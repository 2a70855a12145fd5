use super::{derived, Evaluator, Tier};
use crate::workflows::ndt::domain::{DerivedResult, NdtTest, Severity};
use crate::workflows::ndt::measurement::Measurements;
use crate::workflows::ndt::thresholds::{Bound, ThresholdTable};

/// Nominal and measured bar diameter in mm.
pub const FIELDS: &[&str] = &["original_diameter", "measured_diameter"];

#[derive(Debug, Clone, Copy, PartialEq, Eq)]
pub enum SectionLoss {
    Intact,
    Low,
    Moderate,
    High,
}

impl Tier for SectionLoss {
    fn label(self) -> &'static str {
        match self {
            SectionLoss::Intact => "No Section Loss",
            SectionLoss::Low => "Low Impact",
            SectionLoss::Moderate => "Moderate Impact",
            SectionLoss::High => "High Impact",
        }
    }

    fn severity(self) -> Severity {
        match self {
            SectionLoss::Intact => Severity::Satisfactory,
            SectionLoss::Low => Severity::Minor,
            SectionLoss::Moderate => Severity::Moderate,
            SectionLoss::High => Severity::Severe,
        }
    }

    fn recommendation(self) -> &'static str {
        match self {
            SectionLoss::Intact => "No measurable loss of reinforcement section.",
            SectionLoss::Low => {
                "Low section loss. Clean the reinforcement and apply a corrosion inhibitor."
            }
            SectionLoss::Moderate => {
                "Moderate section loss. Treat the corrosion and verify the member's load capacity."
            }
            SectionLoss::High => {
                "High section loss. Provide supplementary reinforcement or strengthen the member."
            }
        }
    }
}

const LOSS: ThresholdTable<SectionLoss> = ThresholdTable::new(
    &[
        (Bound::AtMost(0.0), SectionLoss::Intact),
        (Bound::Above(20.0), SectionLoss::High),
        (Bound::AtLeast(10.0), SectionLoss::Moderate),
    ],
    SectionLoss::Low,
);

pub fn classify(reduction_percent: f64) -> SectionLoss {
    LOSS.classify(reduction_percent)
}

/// Percentage loss of bar diameter. A non-positive original diameter is read as 1 mm.
pub fn reduction_percent(original: f64, measured: f64) -> f64 {
    let original = if original > 0.0 { original } else { 1.0 };
    (original - measured) / original * 100.0
}

pub struct RebarDiameterReduction;

impl Evaluator for RebarDiameterReduction {
    fn test(&self) -> NdtTest {
        NdtTest::RebarDiameterReduction
    }

    fn fields(&self) -> &'static [&'static str] {
        FIELDS
    }

    fn evaluate(&self, measurements: &Measurements) -> DerivedResult {
        let reduction = reduction_percent(
            measurements.number("original_diameter"),
            measurements.number("measured_diameter"),
        );
        derived(classify(reduction), [("reduction_percent", reduction)])
    }
}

=== Your assignment ===
Transcribe the data. Leave every line exactly as it is.

=== Result of the exercise ===
repository 2a70855a12145fd5
use super::{derived, Evaluator, Tier};
use crate::workflows::ndt::domain::{DerivedResult, NdtTest, Severity};
use crate::workflows::ndt::measurement::Measurements;
use crate::workflows::ndt::thresholds::{Bound, ThresholdTable};

/// Nominal and measured bar diameter in mm.
pub const FIELDS: &[&str] = &["original_diameter", "measured_diameter"];

#[derive(Debug, Clone, Copy, PartialEq, Eq)]
pub enum SectionLoss {
    Intact,
    Low,
    Moderate,
    High,
}

impl Tier for SectionLoss {
    fn label(self) -> &'static str {
        match self {
            SectionLoss::Intact => "No Section Loss",
            SectionLoss::Low => "Low Impact",
            SectionLoss::Moderate => "Moderate Impact",
            SectionLoss::High => "High Impact",
        }
    }

    fn severity(self) -> Severity {
        match self {
            SectionLoss::Intact => Severity::Satisfactory,
            SectionLoss::Low => Severity::Minor,
            SectionLoss::Moderate => Severity::Moderate,
            SectionLoss::High => Severity::Severe,
        }
    }

    fn recommendation(self) -> &'static str {
        match self {
            SectionLoss::Intact => "No measurable loss of reinforcement section.",
            SectionLoss::Low => {
                "Low section loss. Clean the reinforcement and apply a corrosion inhibitor."
            }
            SectionLoss::Moderate => {
                "Moderate section loss. Treat the corrosion and verify the member's load capacity."
            }
            SectionLoss::High => {
                "High section loss. Provide supplementary reinforcement or strengthen the member."
            }
        }
    }
}

const LOSS: ThresholdTable<SectionLoss> = ThresholdTable::new(
    &[
        (Bound::AtMost(0.0), SectionLoss::Intact),
        (Bound::Above(20.0), SectionLoss::High),
        (Bound::AtLeast(10.0), SectionLoss::Moderate),
    ],
    SectionLoss::Low,
);

pub fn classify(reduction_percent: f64) -> SectionLoss {
    LOSS.classify(reduction_percent)
}

/// Percentage loss of bar diameter. A non-positive original diameter is read as 1 mm.
pub fn reduction_percent(original: f64, measured: f64) -> f64 {
    let original = if original > 0.0 { original } else { 1.0 };
    (original - measured) / original * 100.0
}

pub struct RebarDiameterReduction;

impl Evaluator for RebarDiameterReduction {
    fn test(&self) -> NdtTest {
        NdtTest::RebarDiameterReduction
    }

    fn fields(&self) -> &'static [&'static str] {
        FIELDS
    }

    fn evaluate(&self, measurements: &Measurements) -> DerivedResult {
        let reduction = reduction_percent(
            measurements.number("original_diameter"),
            measurements.number("measured_diameter"),
        );
        derived(classify(reduction), [("reduction_percent", reduction)])
    }
}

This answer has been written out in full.